Monday, January 20, 2020

Deep Thoughts and Difficult Discussions

Yesterday I finally caught up on my Voice of the Martyr’s magazines. I tend to let them pile up two or three deep before I get around to reading them. Mostly because they can be very difficult to read, but also because I tend to read them on Sunday afternoons. And since Sunday afternoons are my one afternoon to nap, these days I fall asleep long before I even pick them up, let alone read a word!

This afternoon I was determined to get through at least two of the three before I couldn’t keep my eyes open, so I started on the first while Ethan was sitting on the potty before going down for his nap and Emry was curled up on the couch playing a cause and effect game on Ed’s tablet. I wasn’t two pages into it when Emry got stuck and crawled up on my chair for help. I knew she would see the picture on the page facing her and thought about putting it aside before she did but then wondered if she would say anything when she saw it. She did.

“Mama,” she said, staring at it intently, “what is wrong with that lady’s face?”

The woman in question was an Indonesian Christian who had been walking into her church one Sunday morning to pick up her daughter in Sunday School when Islamic suicide bombers drove their truck through the front gate of the church complex and crashed it in the parking lot, setting off the bombs in their vehicle which, in turn, caused several nearby vehicles’ gas tanks to also explode into massive fire. Caught in this tragedy, the woman suffered burns over 85% of her body. They were so extensive, in fact, that doctors are amazed she survived. She has gone through over twenty surgeries to help her skin but it is so fragile grafting is out of the question and she can’t even hug her own daughter any longer. 
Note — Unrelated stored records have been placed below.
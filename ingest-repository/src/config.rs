//! Configuration types for the archive sink.

use std::path::PathBuf;

/// Directory name for committed documents under the archive root.
pub const COMMITTED_DIR: &str = "committed";

/// Directory name for quarantined documents under the archive root.
pub const QUARANTINE_DIR: &str = "quarantine";

/// Configuration for the ArchiveSink.
#[derive(Debug, Clone)]
pub struct ArchiveConfig {
    /// Root directory of the archive.
    pub root: PathBuf,
    /// Pretty-print the archived JSON envelopes.
    pub pretty: bool,
}

impl Default for ArchiveConfig {
    fn default() -> Self {
        Self {
            root: PathBuf::from("data/archive"),
            pretty: true,
        }
    }
}

impl ArchiveConfig {
    /// Create a config rooted at the given directory.
    pub fn with_root(root: impl Into<PathBuf>) -> Self {
        Self {
            root: root.into(),
            ..Self::default()
        }
    }

    pub fn committed_root(&self) -> PathBuf {
        self.root.join(COMMITTED_DIR)
    }

    pub fn quarantine_root(&self) -> PathBuf {
        self.root.join(QUARANTINE_DIR)
    }
}
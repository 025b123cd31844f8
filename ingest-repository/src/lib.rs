//! # Ingest Repository
//!
//! This crate provides the storage seams of the ingestion core: the
//! `SinkAdapter` trait the pipeline commits documents through, the
//! `DedupStore` trait that tracks fingerprint reservations, and concrete
//! implementations (an in-memory dedup store and a file-backed archive sink).

pub mod archive;
pub mod config;
pub mod dedup;
pub mod errors;
pub mod interfaces;
pub mod types;

pub use archive::ArchiveSink;
pub use config::ArchiveConfig;
pub use dedup::InMemoryDedupStore;
pub use errors::{DedupError, SinkError};
pub use interfaces::{DedupStore, SinkAdapter};
pub use types::{CommitReceipt, DedupEntry, DedupStatus};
Details, politics and false religions aside, I explained to Emry that some men who hated people who love Jesus set a fire at this woman’s church and she was caught in it. Her skin was burned and it will always look like that. I tried to explain to her very simply that there are bad people who hate the people who love Jesus and they do very terrible things to them, even killing them. After all, I reminded her, weren’t there bad men who hated Jesus, hurt Him and hung Him on the cross?

“Yes,” she replied, still staring at the picture in wonder. 

I could almost see her little mind working, trying to figure things out. She has been doing that a lot lately. In her Cubbies class at church on Wednesdays there is a little girl who, because of a genetic disorder, does not talk, or play with the other kids, is often in her stroller and is simply different. Emry has been asking about Juliette, trying to understand why she is different, and I have been telling her how God has made Juliette special – just as He makes all of us different and special.

The other night as I was tucking her into bed, Emry asked me who God was. The question reminded me of when I was her age, sitting in church with my mind spinning circles as I tried to figure out who God is and how He came to exist. That’s a question I can answer but certainly not explain. It takes faith to simply accept that God is God. A faith I hope Emry one day has.

Emry’s questions about the lady in the VOM magazine didn’t only relate to the burns on her body and how they came to be. She is very observant and also quickly realized the woman’s eyes were different than her own. She wanted to know how the woman’s eyes came to be shaped like that. I explained people from that area of the world are born with eyes like that, just as her eyes are not narrowed. I tried to think of someone she might know with eyes like that, but she had already been thinking about that.  

“Like Asher,” she said, naming a little boy in her Sunday school class who, I believe, is Chinese.

“Yes,” I nodded. “Asher’s parents are from that area of the world, but I think Asher was born in America just like you.”

I wondered where my answer would lead her now, but she was still intent on the picture in the magazine and simply thinking through things. Although the questions she has been asking lately are anything but simple. Even if I can give a simple answer and set aside the major points of theology, persecution, race and birth defects; her questions make me realize how complex the world really is…and I often wonder where her thoughts will take her and what her conclusions will someday be.

But as my friend Allyson reminded me when we were once discussing how much her eldest loves dinosaurs and paleontology but how difficult a science that is for Christians to be educated in when it is swamped with evolution and a complete misunderstanding of the creation of the world: “I can only give my children the Truth. So much of it that I have to trust that when they are faced with a lie, they will simply dismiss it because they know the Truth,” she told me.

And that is what I have to be careful to give my children: the Truth. As God states it in His Word. Not my opinions. Not what is currently popular. Not even a “Biblical world view” which I often feel is our ideas mixed in with God’s Word, a potentially hazardous mix if we’re not careful. Only the Truth. No matter how deep or difficult that can be.